Minha adolescência, se transformou em um palco de insegurança, rancor e ódio.
“Por que alguém vai me amar, se nem meu pai conseguiu” “Eu não mereço ser feliz.” “Sou castigada.” “Por que foi que eu nasci?” “Eu odeio a minha vida.” “Eu odeio ser filha dele.” “Minha mãe poderia ter escolhido outro.” “Alguém tem que ter culpa nisso!” “Por que a vida tem que ser tão difícil pra mim.”.
Foram as frases que regeram, boa parte da minha adolescência.

Eu era feita de culpa, e estava me transformando em ódio.

Eu me culpava pela separação dos meus pais. Pelo sofrimento da minha mãe. Pelo meu sofrimento. Pelo sofrimento dos meus avós paternos que tentavam me aproximar do meu pai. Tudo o que se achava em mim, era culpa.

Eu odiava a vida que eu tinha. E me perguntava, por que Deus me deixava passar por isso. Por que ele não morreu antes que eu nascesse? Por que eu tinha que ser filha desse homem? Eu não queria ter pai.

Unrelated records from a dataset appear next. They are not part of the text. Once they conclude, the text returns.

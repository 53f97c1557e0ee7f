use serde::{Deserialize, Serialize};
use thiserror::Error;

mod model;
pub use model::*;
mod store;
pub use store::*;
mod readout;
pub use readout::*;

#[derive(Debug, Error, Clone, PartialEq)]
pub enum TimelineError {
    #[error("timeline not calibrated")]
    NotCalibrated,
    #[error("clip {index} out of bounds (total clips: {len})")]
    OutOfBounds { index: usize, len: usize },
    #[error("junction {index} out of bounds (total junctions: {len})")]
    JunctionOutOfBounds { index: usize, len: usize },
    #[error("invalid time readout: {0:?}")]
    InvalidReadout(String),
    #[error("invalid operation: {0}")]
    InvalidOp(String),
}

pub type Seconds = f64;

/// A point in screen pixels.
#[derive(Debug, Clone, Copy, Serialize, Deserialize, PartialEq, Eq)]
pub struct Point {
    pub x: i32,
    pub y: i32,
}

impl Point {
    pub const fn new(x: i32, y: i32) -> Self {
        Self { x, y }
    }
}
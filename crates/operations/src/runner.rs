use chrono::{DateTime, Utc};
use engine::ErrorKind;
use serde::{Deserialize, Serialize};
use timeline::{Seconds, TimelineStore};
use tracing::{error, info, warn};
use uuid::Uuid;

use crate::{Orchestrator, Plan, PlanCommand, Result, TransitionRequest};

#[derive(Debug, Clone, PartialEq, Serialize, Deserialize)]
#[serde(tag = "status", rename_all = "snake_case")]
pub enum CommandOutcome {
    Done { summary: String },
    Failed { kind: ErrorKind, error: String },
    /// Not attempted because an earlier failure left the device unusable.
    Skipped,
}

#[derive(Debug, Clone, Serialize, Deserialize)]
pub struct CommandReport {
    pub step: usize,
    pub command: PlanCommand,
    #[serde(flatten)]
    pub outcome: CommandOutcome,
    pub started_at: DateTime<Utc>,
    pub finished_at: DateTime<Utc>,
}

#[derive(Debug, Clone, Serialize, Deserialize)]
pub struct RunReport {
    pub session_id: Option<Uuid>,
    pub started_at: DateTime<Utc>,
    pub finished_at: DateTime<Utc>,
    pub commands: Vec<CommandReport>,
    /// Clip durations after the run.
    pub durations: Vec<Seconds>,
}

impl RunReport {
    pub fn succeeded(&self) -> usize {
        self.count(|o| matches!(o, CommandOutcome::Done { .. }))
    }

    pub fn failed(&self) -> usize {
        self.count(|o| matches!(o, CommandOutcome::Failed { .. }))
    }

    pub fn skipped(&self) -> usize {
        self.count(|o| matches!(o, CommandOutcome::Skipped))
    }

    pub fn to_json(&self) -> serde_json::Result<String> {
        serde_json::to_string_pretty(self)
    }

    fn count(&self, pred: impl Fn(&CommandOutcome) -> bool) -> usize {
        self.commands.iter().filter(|c| pred(&c.outcome)).count()
    }
}

impl Orchestrator {
    /// Runs one plan command. Returns a one-line summary.
    pub async fn execute(&self, store: &mut TimelineStore, command: &PlanCommand) -> Result<String> {
        match command {
            PlanCommand::ChangeDuration {
                image_idx,
                duration,
            } => {
                let change = self.change_duration(store, *image_idx, *duration).await?;
                Ok(format!(
                    "clip {} duration {}s -> {}s",
                    change.clip, change.previous, change.duration
                ))
            }
            PlanCommand::AddTransition {
                image1_idx,
                image2_idx,
                transition_type,
                all_apply,
            } => {
                let request = TransitionRequest {
                    first: *image1_idx,
                    second: *image2_idx,
                    transition: transition_type.clone(),
                    all_apply: *all_apply,
                };
                let applied = self.add_transition(store, &request).await?;
                Ok(format!(
                    "'{}' on junction {}{}",
                    applied.transition,
                    applied.junction,
                    if applied.all_apply { " (applied to all)" } else { "" }
                ))
            }
            PlanCommand::ApplyEffect {
                image_idx,
                effects_list,
            } => {
                let applied = self.apply_effect(store, *image_idx, effects_list).await?;
                let names: Vec<&str> = applied.iter().map(|e| e.name.as_str()).collect();
                Ok(format!("clip {} effects [{}]", image_idx, names.join(", ")))
            }
        }
    }

    /// Executes `plan` in order. A failed command is recorded and the run
    /// moves on; prior model changes are kept. Once a failure leaves the
    /// device unusable the remaining commands are skipped.
    pub async fn run_plan(&self, store: &mut TimelineStore, plan: &Plan) -> RunReport {
        let started_at = Utc::now();
        let mut commands = Vec::with_capacity(plan.len());
        let mut halted = false;

        for (i, command) in plan.plan.iter().enumerate() {
            let step = i + 1;
            let step_started = Utc::now();
            let outcome = if halted {
                CommandOutcome::Skipped
            } else {
                info!("step {}/{}: {}", step, plan.len(), command);
                match self.execute(store, command).await {
                    Ok(summary) => CommandOutcome::Done { summary },
                    Err(e) => {
                        if e.is_recoverable() {
                            warn!("step {} failed: {}", step, e);
                        } else {
                            error!("step {} failed, stopping: {}", step, e);
                            halted = true;
                        }
                        CommandOutcome::Failed {
                            kind: e.kind(),
                            error: e.to_string(),
                        }
                    }
                }
            };
            commands.push(CommandReport {
                step,
                command: command.clone(),
                outcome,
                started_at: step_started,
                finished_at: Utc::now(),
            });
        }

        let (session_id, durations) = match store.session() {
            Ok(session) => (Some(session.id), session.model.durations().to_vec()),
            Err(_) => (None, Vec::new()),
        };
        RunReport {
            session_id,
            started_at,
            finished_at: Utc::now(),
            commands,
            durations,
        }
    }
}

A vida era muito pesada pra mim. Com certeza pelo peso que eu mesma colocava na minha existência. Poderia ter sido diferente. Eu poderia ter sofrido menos.
Mas lidar com a minha dor, foi o maior acerto que fiz na minha vida.

Após anos de terapia. De uma busca por explicações e meios de me confortar espiritualmente. Tentar enxergar meu pai como um ser humano que erra, e vai errar por muitas vezes. Aprender sobre a capacidade de amar. Ver que eu não sou, e não serei (infelizmente!) a única a passar por essa situação. E principalmente, ver que posso ainda ajudar tantas pessoas (mães, filhos e até pais), que passam por essa situação a entender o que nós, filhos, precisamos que vocês saibam.

Hoje já não falo, nada além do necessário, com meu Pai.

Sigo minha vida com o coração em paz, e feliz. Aprendi a viver sem o amor dele, já não me faz tanta falta. E aprendi a amar quem realmente me ama.

Acredito que o caminho para chegar a essa etapa de compreensão e gratidão pelo que tenho na vida, tenha sido: conhecer a história dos meus pais que deu origem a minha vida e refletiu na minha história, o amor da minha mãe que preencheu todo o espaço de dor do meu coração e a sua compreensão com meus choros e raivas durante todos esses anos.

Não importa em quantos pedaços meu coração tenha se quebrado, minha mãe sempre com muita paciência e amor, juntou pedacinho por pedacinho, até que eu fosse eu novamente. Sem os pesos e dores que carregava.